▶ [Task details]: Count, in the entries, the lines with "AuditAction". Answer with the number only.

(Provided information begins)

//! Driving port for self-service account settings.

use std::fmt;

use async_trait::async_trait;

use crate::domain::{Error, User};

/// Raw profile fields.
#[derive(Debug, Clone, Default, PartialEq, Eq)]
pub struct ProfileForm {
    /// Display name.
    pub name: Option<String>,
    /// Email address.
    pub email: Option<String>,
}

/// Raw password change fields.
#[derive(Clone, Default, PartialEq, Eq)]
pub struct PasswordChangeForm {
    /// Password currently on record.
    pub current_password: Option<String>,
    /// Replacement password.
    pub password: Option<String>,
    /// Repetition of `password`.
    pub password_confirmation: Option<String>,
}

impl fmt::Debug for PasswordChangeForm {
    fn fmt(&self, f: &mut fmt::Formatter<'_>) -> fmt::Result {
        f.debug_struct("PasswordChangeForm").finish_non_exhaustive()
    }
}

/// Operations an authenticated user performs on their own account.
#[cfg_attr(test, mockall::automock)]
#[async_trait]
pub trait AccountSettings: Send + Sync {
    /// Update name and email; a changed email clears verification.
    async fn update_profile(&self, actor: &User, form: ProfileForm) -> Result<User, Error>;

    /// Replace the password after re-verifying the current one.
    async fn change_password(&self, actor: &User, form: PasswordChangeForm) -> Result<(), Error>;

    /// Re-verify the actor's password before a sensitive action.
    async fn confirm_password(&self, actor: &User, password: Option<String>) -> Result<(), Error>;

    /// Re-verify the password then delete the account.
    async fn delete_account(&self, actor: &User, password: Option<String>) -> Result<(), Error>;
}
//! Audit records and the change-set differ for user management mutations.

use std::fmt;

use chrono::{DateTime, Utc};
use serde::ser::SerializeMap;
use serde::{Serialize, Serializer};

use crate::domain::{Role, User, UserId};

/// Placeholder written in place of sensitive values.
pub const REDACTED: &str = "[REDACTED]";

/// Mutation recorded by an audit entry.
#[derive(Debug, Clone, Copy, PartialEq, Eq, Hash, Serialize)]
#[serde(rename_all = "lowercase")]
pub enum AuditAction {
    /// A user record was created.
    Create,
    /// A user record was changed.
    Update,
    /// A user record was removed.
    Delete,
}

impl AuditAction {
    /// Stable lowercase label.
    pub const fn as_str(self) -> &'static str {
        match self {
            Self::Create => "create",
            Self::Update => "update",
            Self::Delete => "delete",
        }
    }
}

impl fmt::Display for AuditAction {
    fn fmt(&self, f: &mut fmt::Formatter<'_>) -> fmt::Result {
        f.write_str(self.as_str())
    }
}

/// Stringified before/after pair for one field.
#[derive(Debug, Clone, PartialEq, Eq, Serialize)]
pub struct FieldChange {
    /// Value before the mutation.
    pub before: String,
    /// Value after the mutation.
    pub after: String,
}

/// Insertion-ordered mapping of field name to [`FieldChange`].
///
/// Serialises as a JSON object whose keys keep insertion order.
#[derive(Debug, Clone, Default, PartialEq, Eq)]
pub struct ChangeSet(Vec<(&'static str, FieldChange)>);

impl ChangeSet {
    /// Empty change-set.
    pub fn new() -> Self {
        Self::default()
    }

    /// Append a change for `field`.
    pub fn push(&mut self, field: &'static str, before: impl Into<String>, after: impl Into<String>) {
        self.0.push((
            field,
            FieldChange {
                before: before.into(),
                after: after.into(),
            },
        ));
    }

    /// Change recorded for `field`, if any.
    pub fn get(&self, field: &str) -> Option<&FieldChange> {
        self.0
            .iter()
            .find(|(name, _)| *name == field)
            .map(|(_, change)| change)
    }

    /// Field names in insertion order.
    pub fn fields(&self) -> Vec<&'static str> {
        self.0.iter().map(|(name, _)| *name).collect()
    }

    /// Number of changed fields.
    pub fn len(&self) -> usize {
        self.0.len()
    }

    /// Whether no field changed.
    pub fn is_empty(&self) -> bool {
        self.0.is_empty()
    }
}

impl Serialize for ChangeSet {
    fn serialize<S>(&self, serializer: S) -> Result<S::Ok, S::Error>
    where
        S: Serializer,
    {
        let mut map = serializer.serialize_map(Some(self.0.len()))?;
        for (field, change) in &self.0 {
            map.serialize_entry(field, change)?;
        }
        map.end()
    }
}

/// Tracked fields of a user captured before or after a mutation.
#[derive(Debug, Clone, PartialEq, Eq)]
pub struct AuditSnapshot {
    /// Display name.
    pub name: String,
    /// Email address.
    pub email: String,
    /// Role.
    pub role: Role,
}

impl From<&User> for AuditSnapshot {
    fn from(user: &User) -> Self {
        Self {
            name: user.name.clone(),
            email: user.email.clone(),
            role: user.role,
        }
    }
}

/// Compute the change-set between two snapshots.
///
/// Fields are compared in the order `name`, `email`, `role` using their
/// string projections; a `password` entry with both sides redacted follows
/// when `password_changed` is set.
///
/// # Examples
/// ```
/// use accounts::domain::{AuditSnapshot, Role, diff};
///
/// let before = AuditSnapshot { name: "Ann".into(), email: "a@example.com".into(), role: Role::User };
/// let after = AuditSnapshot { role: Role::Admin, ..before.clone() };
/// let changes = diff(&before, &after, false);
/// assert_eq!(changes.fields(), vec!["role"]);
/// assert_eq!(changes.get("role").unwrap().before, "user");
/// assert_eq!(changes.get("role").unwrap().after, "admin");
/// ```
pub fn diff(before: &AuditSnapshot, after: &AuditSnapshot, password_changed: bool) -> ChangeSet {
    let mut changes = ChangeSet::new();
    let tracked = [
        ("name", before.name.as_str(), after.name.as_str()),
        ("email", before.email.as_str(), after.email.as_str()),
        ("role", before.role.as_str(), after.role.as_str()),
    ];
    for (field, old, new) in tracked {
        if old != new {
            changes.push(field, old, new);
        }
    }
    if password_changed {
        changes.push("password", REDACTED, REDACTED);
    }
    changes
}

/// Network details of the request that triggered a mutation.
#[derive(Debug, Clone, Default, PartialEq, Eq)]
pub struct RequestContext {
    /// Client IP address as seen by the server.
    pub ip_address: Option<String>,
    /// Raw `User-Agent` header.
    pub user_agent: Option<String>,
}

/// Immutable append-only audit entry.
#[derive(Debug, Clone, PartialEq, Eq, Serialize)]
pub struct AuditRecord {
    /// Mutation performed.
    pub action: AuditAction,
    /// Identifier of the acting user.
    pub actor_id: UserId,
    /// Email of the acting user.
    pub actor_email: String,
    /// Identifier of the affected user, when still resolvable.
    pub target_id: Option<UserId>,
    /// Email of the affected user.
    pub target_email: Option<String>,
    /// Role of the affected user.
    pub target_role: Option<Role>,
    /// Field-level changes, possibly empty.
    pub changes: ChangeSet,
    /// Client IP address.
    pub ip_address: Option<String>,
    /// Client user agent.
    pub user_agent: Option<String>,
    /// When the mutation was recorded (RFC 3339).
    pub occurred_at: DateTime<Utc>,
}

(Provided information ends)

▶ [Completed task]: 4